[Records provided]

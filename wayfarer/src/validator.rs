//! State validation: deciding what an action actually did to the page.
//!
//! The executor reports what it *attempted*; the validator compares the
//! before/after snapshots and the task's recent history to say what
//! *happened*. Rules are ordered and the first match wins, so a page that
//! bounced back to an earlier state is reported as a regression even though
//! it also looks like a failed must-change action.

use crate::config::ValidatorConfig;
use crate::snapshot::{PageSnapshot, SnapshotDelta};
use crate::types::{ActionKind, ActionOutcome, Step};
use serde::{Deserialize, Serialize};
use std::fmt;
use tracing::debug;

/// Classification of a single executed step.
#[derive(Debug, Clone, Copy, PartialEq, Eq, Serialize, Deserialize)]
#[serde(rename_all = "snake_case")]
pub enum Verdict {
    /// The page changed in a way consistent with the action
    Confirmed,
    /// The driver reported success but a must-change action left no trace
    SilentFailure,
    /// The page returned to a recently seen state
    Regression,
    /// A deliberate pause during which the page stayed put
    NoChange,
}

impl Verdict {
    /// Verdicts that count against the step's retry ceiling.
    pub fn is_retryable_failure(&self) -> bool {
        matches!(self, Verdict::SilentFailure | Verdict::Regression)
    }

    /// Verdicts that let the plan advance to the next step.
    pub fn allows_progress(&self) -> bool {
        matches!(self, Verdict::Confirmed | Verdict::NoChange)
    }
}

impl fmt::Display for Verdict {
    fn fmt(&self, f: &mut fmt::Formatter<'_>) -> fmt::Result {
        let label = match self {
            Verdict::Confirmed => "confirmed",
            Verdict::SilentFailure => "silent_failure",
            Verdict::Regression => "regression",
            Verdict::NoChange => "no_change",
        };
        write!(f, "{label}")
    }
}

/// A verdict plus the observation that produced it.
#[derive(Debug, Clone, Serialize, Deserialize)]
pub struct ValidationVerdict {
    pub verdict: Verdict,
    pub rationale: String,
}

impl ValidationVerdict {
    fn new(verdict: Verdict, rationale: impl Into<String>) -> Self {
        Self {
            verdict,
            rationale: rationale.into(),
        }
    }
}

/// Compares page states around an action and classifies the result.
#[derive(Debug, Clone, Default)]
pub struct StateValidator {
    config: ValidatorConfig,
}

impl StateValidator {
    pub fn new(config: ValidatorConfig) -> Self {
        Self { config }
    }

    /// Classify a completed step against the task's snapshot history.
    ///
    /// `history` holds the snapshots recorded before this step ran, oldest
    /// first. Only the most recent `regression_window` entries participate in
    /// the regression check, and entries equal to the step's own before state
    /// are skipped there: a page that never moved is not a page that bounced
    /// back.
    pub fn classify(
        &self,
        step: &Step,
        outcome: &ActionOutcome,
        history: &[PageSnapshot],
    ) -> ValidationVerdict {
        let delta = SnapshotDelta::between(&outcome.before, &outcome.after);

        if step.kind == ActionKind::Wait && delta.is_empty() {
            return ValidationVerdict::new(
                Verdict::NoChange,
                format!("page held steady through a {}ms pause", outcome.elapsed.as_millis()),
            );
        }

        if let Some(seen) = self.find_regression(&outcome.before, &outcome.after, history) {
            debug!(
                digest = %outcome.after.digest,
                seen_at = %seen.captured_at,
                "page state matches an earlier snapshot"
            );
            return ValidationVerdict::new(
                Verdict::Regression,
                format!(
                    "page returned to a state last seen at {}",
                    seen.captured_at.to_rfc3339()
                ),
            );
        }

        if outcome.succeeded() && delta.is_empty() && step.kind.must_change_page() {
            return ValidationVerdict::new(
                Verdict::SilentFailure,
                format!(
                    "{} via {} reported success but the page did not change",
                    step.kind,
                    outcome.driver
                ),
            );
        }

        ValidationVerdict::new(
            Verdict::Confirmed,
            format!("page changed: {}", delta.describe()),
        )
    }

    fn find_regression<'a>(
        &self,
        before: &PageSnapshot,
        after: &PageSnapshot,
        history: &'a [PageSnapshot],
    ) -> Option<&'a PageSnapshot> {
        history
            .iter()
            .rev()
            .take(self.config.regression_window)
            .filter(|prior| prior.digest != before.digest)
            .find(|prior| prior.digest == after.digest)
    }
}
//! Action execution cascade.
//!
//! Three layers, engaged strictly in order. Layer 1 tries the ordered
//! strategy table against the top document. Layer 2 activates only after
//! enough *definite* layer 1 misses (timeouts do not count) and retries
//! through the recovery driver with frame piercing. Layer 3 gives up on the
//! document entirely and works from pixels.
//!
//! The cascade never turns an action failure into an error: a step that
//! exhausts every layer comes back as an [`ActionOutcome`] with
//! [`DriverLayer::None`] and the accumulated failure list. `Err` is reserved
//! for infrastructure trouble, a page that cannot even be observed.

mod recovery;
mod strategies;
mod visual;

pub use strategies::{layer1_strategies, RiskTier, StrategyDescriptor, StrategyKind};

use crate::config::ExecutorConfig;
use crate::drivers::{AutomationDriver, VisualDriver};
use crate::errors::EngineError;
use crate::snapshot::PageSnapshot;
use crate::types::{ActionKind, ActionOutcome, AttemptFailure, DriverLayer, Step};
use std::sync::Arc;
use std::time::{Duration, Instant};
use tracing::{debug, info, instrument, warn};

/// Drives single steps against the page through the three-layer cascade.
pub struct ActionExecutor {
    primary: Arc<dyn AutomationDriver>,
    recovery: Arc<dyn AutomationDriver>,
    visual: Arc<dyn VisualDriver>,
    config: ExecutorConfig,
}

impl ActionExecutor {
    pub fn new(
        primary: Arc<dyn AutomationDriver>,
        recovery: Arc<dyn AutomationDriver>,
        visual: Arc<dyn VisualDriver>,
        config: ExecutorConfig,
    ) -> Self {
        Self {
            primary,
            recovery,
            visual,
            config,
        }
    }

    /// Open the task's start URL and observe the initial page state.
    #[instrument(skip(self))]
    pub async fn bootstrap(&self, url: &str) -> Result<PageSnapshot, EngineError> {
        self.primary.navigate(url).await?;
        let deadline = Duration::from_millis(self.config.quiescence_timeout_ms);
        if !self.primary.await_quiescence(deadline).await? {
            tokio::time::sleep(Duration::from_millis(self.config.navigation_fallback_wait_ms))
                .await;
        }
        self.observe().await
    }

    /// Execute one step through the cascade.
    #[instrument(skip(self, step), fields(kind = %step.kind, target = %step.target))]
    pub async fn run(&self, step: &Step) -> Result<ActionOutcome, EngineError> {
        let started = Instant::now();
        let before = self.observe().await?;

        if step.kind == ActionKind::Wait {
            return self.run_wait(before, started).await;
        }

        let mut failures = Vec::new();

        for descriptor in layer1_strategies(step.kind, &self.config) {
            let attempt_started = Instant::now();
            let attempt = tokio::time::timeout(
                descriptor.timeout,
                strategies::run_strategy(
                    self.primary.as_ref(),
                    step,
                    descriptor.kind,
                    descriptor.timeout,
                    &self.config,
                ),
            )
            .await;
            match attempt {
                Ok(Ok(())) => {
                    info!(strategy = descriptor.kind.label(), "layer 1 strategy landed");
                    return self
                        .finish(
                            step,
                            before,
                            DriverLayer::Layer1,
                            descriptor.kind.label(),
                            failures,
                            started,
                        )
                        .await;
                }
                Ok(Err(e)) => {
                    debug!(strategy = descriptor.kind.label(), error = %e, "layer 1 strategy missed");
                    record(&mut failures, DriverLayer::Layer1, descriptor.kind.label(), &e, attempt_started);
                }
                Err(_) => {
                    let e = EngineError::Timeout(format!(
                        "no result within {}ms",
                        descriptor.timeout.as_millis()
                    ));
                    debug!(strategy = descriptor.kind.label(), "layer 1 strategy timed out");
                    record(&mut failures, DriverLayer::Layer1, descriptor.kind.label(), &e, attempt_started);
                }
            }
        }

        let definite = failures.iter().filter(|f| f.definite).count();
        if definite >= self.config.layer2_activation_failures {
            let attempt_started = Instant::now();
            match recovery::run(self.recovery.as_ref(), step, &self.config).await {
                Ok(label) => {
                    info!(strategy = label, "layer 2 recovery landed");
                    return self
                        .finish(step, before, DriverLayer::Layer2, label, failures, started)
                        .await;
                }
                Err(e) => {
                    debug!(error = %e, "layer 2 recovery missed");
                    record(&mut failures, DriverLayer::Layer2, "frame_pierce", &e, attempt_started);
                }
            }

            let attempt_started = Instant::now();
            match visual::run(self.primary.as_ref(), self.visual.as_ref(), step, &self.config).await
            {
                Ok(label) => {
                    info!(strategy = label, "layer 3 visual fallback landed");
                    return self
                        .finish(step, before, DriverLayer::Layer3, label, failures, started)
                        .await;
                }
                Err(e) => {
                    debug!(error = %e, "layer 3 visual fallback missed");
                    record(&mut failures, DriverLayer::Layer3, "visual", &e, attempt_started);
                }
            }
        } else {
            debug!(
                definite,
                required = self.config.layer2_activation_failures,
                "not enough definite misses to justify recovery"
            );
        }

        warn!(
            failures = failures.len(),
            "cascade exhausted without landing the action"
        );
        let after = self.observe().await?;
        Ok(ActionOutcome {
            driver: DriverLayer::None,
            strategy: None,
            elapsed: started.elapsed(),
            failures,
            before,
            after,
            after_image: None,
        })
    }

    /// A wait step is a deliberate pause: no cascade, just time passing and
    /// a fresh observation afterwards.
    async fn run_wait(
        &self,
        before: PageSnapshot,
        started: Instant,
    ) -> Result<ActionOutcome, EngineError> {
        tokio::time::sleep(Duration::from_millis(self.config.wait_step_ms)).await;
        let after = self.observe().await?;
        let after_image = self.primary.screenshot().await.ok();
        Ok(ActionOutcome {
            driver: DriverLayer::Layer1,
            strategy: Some("wait".to_string()),
            elapsed: started.elapsed(),
            failures: Vec::new(),
            before,
            after,
            after_image,
        })
    }

    /// Settle the page, then assemble the outcome for a landed action.
    async fn finish(
        &self,
        step: &Step,
        before: PageSnapshot,
        driver: DriverLayer,
        strategy: &str,
        failures: Vec<AttemptFailure>,
        started: Instant,
    ) -> Result<ActionOutcome, EngineError> {
        self.settle(step).await?;
        let after = self.observe().await?;
        let after_image = self.primary.screenshot().await.ok();
        Ok(ActionOutcome {
            driver,
            strategy: Some(strategy.to_string()),
            elapsed: started.elapsed(),
            failures,
            before,
            after,
            after_image,
        })
    }

    /// Wait for the page to go quiet before the after snapshot. A page that
    /// never settles is snapshotted anyway; navigations get a grace pause
    /// first because their content is still arriving.
    async fn settle(&self, step: &Step) -> Result<(), EngineError> {
        let deadline = Duration::from_millis(self.config.quiescence_timeout_ms);
        let quiescent = self.primary.await_quiescence(deadline).await?;
        if !quiescent {
            debug!(
                timeout_ms = self.config.quiescence_timeout_ms,
                "page did not reach quiescence before the deadline"
            );
            if step.kind == ActionKind::Navigate {
                tokio::time::sleep(Duration::from_millis(
                    self.config.navigation_fallback_wait_ms,
                ))
                .await;
            }
        }
        Ok(())
    }

    async fn observe(&self) -> Result<PageSnapshot, EngineError> {
        let content = self.primary.page_content().await?;
        Ok(PageSnapshot::from_content(&content))
    }
}

fn record(
    failures: &mut Vec<AttemptFailure>,
    layer: DriverLayer,
    strategy: &str,
    error: &EngineError,
    attempt_started: Instant,
) {
    failures.push(AttemptFailure {
        layer,
        strategy: strategy.to_string(),
        error: error.to_string(),
        definite: error.is_definite_failure(),
        elapsed_ms: attempt_started.elapsed().as_millis() as u64,
    });
}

[/Records provided]

Go through the listing above and return every line where the word "AutomationDriver" occurs.

#### Your solution
use crate::drivers::{AutomationDriver, VisualDriver};
    primary: Arc<dyn AutomationDriver>,
    recovery: Arc<dyn AutomationDriver>,
        primary: Arc<dyn AutomationDriver>,
        recovery: Arc<dyn AutomationDriver>,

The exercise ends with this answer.